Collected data
┄┄┄┄┄┄┄┄┄┄┄┄┄┄┄┄┄┄┄┄

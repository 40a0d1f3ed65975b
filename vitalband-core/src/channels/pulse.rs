//! Analog pulse sensor (SAADC channel 1)
//!
//! Smoothed millivolts feed the hysteresis detector; debounced peaks go into
//! a 15-beat history and the rate is `60000 / mean period` over the beats
//! from the last 15 s.

use crate::compensation::adc;
use crate::constants::buffers::PULSE_HISTORY;
use crate::constants::channels::{
    HEART_RATE_MAX_BPM, HEART_RATE_MIN_BPM, PULSE_DEBOUNCE_MS, PULSE_THRESHOLD_MV, PULSE_WINDOW_MS,
};
use crate::constants::filters::PULSE_SMOOTHING_WINDOW;
use crate::constants::MS_PER_MINUTE;
use crate::detect::HysteresisDetector;
use crate::errors::ComputeResult;
use crate::filters::{Derivative, MovingAverage};
use crate::plausibility::{ChannelOutput, PlausibilityGate};
use crate::rate::TimeWindowRateCounter;
use crate::sample::Sample;

use super::{ChannelEstimator, ChannelId};

#[derive(Debug, Clone)]
pub struct PulseChannel {
    smoothing: MovingAverage<PULSE_SMOOTHING_WINDOW>,
    edge: Derivative,
    detector: HysteresisDetector,
    beats: TimeWindowRateCounter<PULSE_HISTORY>,
    gate: PlausibilityGate,
    last_mv: i32,
    edge_enhanced: i32,
}

impl PulseChannel {
    pub const fn new() -> Self {
        Self {
            smoothing: MovingAverage::new(),
            edge: Derivative::new(),
            detector: HysteresisDetector::new(PULSE_THRESHOLD_MV),
            beats: TimeWindowRateCounter::new(PULSE_WINDOW_MS, PULSE_DEBOUNCE_MS),
            gate: PlausibilityGate::new(ChannelId::PulseSensor.name(), HEART_RATE_MIN_BPM, HEART_RATE_MAX_BPM),
            last_mv: 0,
            edge_enhanced: 0,
        }
    }

    /// Most recent input in millivolts
    pub fn millivolts(&self) -> i32 {
        self.last_mv
    }

    /// First difference of the smoothed signal, for diagnostics
    pub fn edge_enhanced(&self) -> i32 {
        self.edge_enhanced
    }
}

impl Default for PulseChannel {
    fn default() -> Self {
        Self::new()
    }
}

impl ChannelEstimator for PulseChannel {
    /// Raw SAADC counts
    type Input = i16;

    fn id(&self) -> ChannelId {
        ChannelId::PulseSensor
    }

    fn update(&mut self, sample: Sample<i16>) -> ComputeResult<()> {
        self.last_mv = adc::to_millivolts(sample.value);
        let smoothed = self.smoothing.update(self.last_mv);
        self.edge_enhanced = self.edge.update(smoothed);

        if self.detector.update(smoothed, sample.timestamp_ms) && self.beats.record_event(sample.timestamp_ms) {
            if let Ok(interval) = self.beats.recent_mean_interval_ms(PULSE_HISTORY, sample.timestamp_ms) {
                let _ = self.gate.offer(MS_PER_MINUTE as f32 / interval);
            }
        }
        Ok(())
    }

    fn output(&self) -> ChannelOutput {
        self.gate.output()
    }
}
//! External SpO2 Algorithm
//!
//! Blood-oxygen saturation comes from a vendor reference algorithm that the
//! core treats as an opaque, deterministic function of two sample buffers.
//! The heart-rate channel is only responsible for filling the buffers at a
//! steady cadence and for gating what comes back.

/// Output of one SpO2 algorithm run
#[derive(Debug, Clone, Copy, PartialEq, Eq, Default)]
#[cfg_attr(feature = "serde", derive(serde::Serialize))]
pub struct Spo2Estimate {
    /// Oxygen saturation in percent
    pub spo2_percent: i32,
    /// Whether the algorithm trusts `spo2_percent`
    pub spo2_valid: bool,
    /// Heart rate the algorithm derived from the same window (BPM)
    pub heart_rate_bpm: i32,
    /// Whether the algorithm trusts `heart_rate_bpm`
    pub heart_rate_valid: bool,
}

/// Reference SpO2 estimator
pub trait Spo2Algorithm {
    /// Estimate SpO2 from equally long IR and red buffers sampled at the
    /// PPG cadence. Both slices have the same length.
    fn estimate_spo2(&mut self, ir: &[u32], red: &[u32]) -> Spo2Estimate;
}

┄┄┄┄┄┄┄┄┄┄┄┄┄┄┄┄┄┄┄┄

Return every line above where "filters" appears.

use crate::constants::filters::PULSE_SMOOTHING_WINDOW;
use crate::filters::{Derivative, MovingAverage};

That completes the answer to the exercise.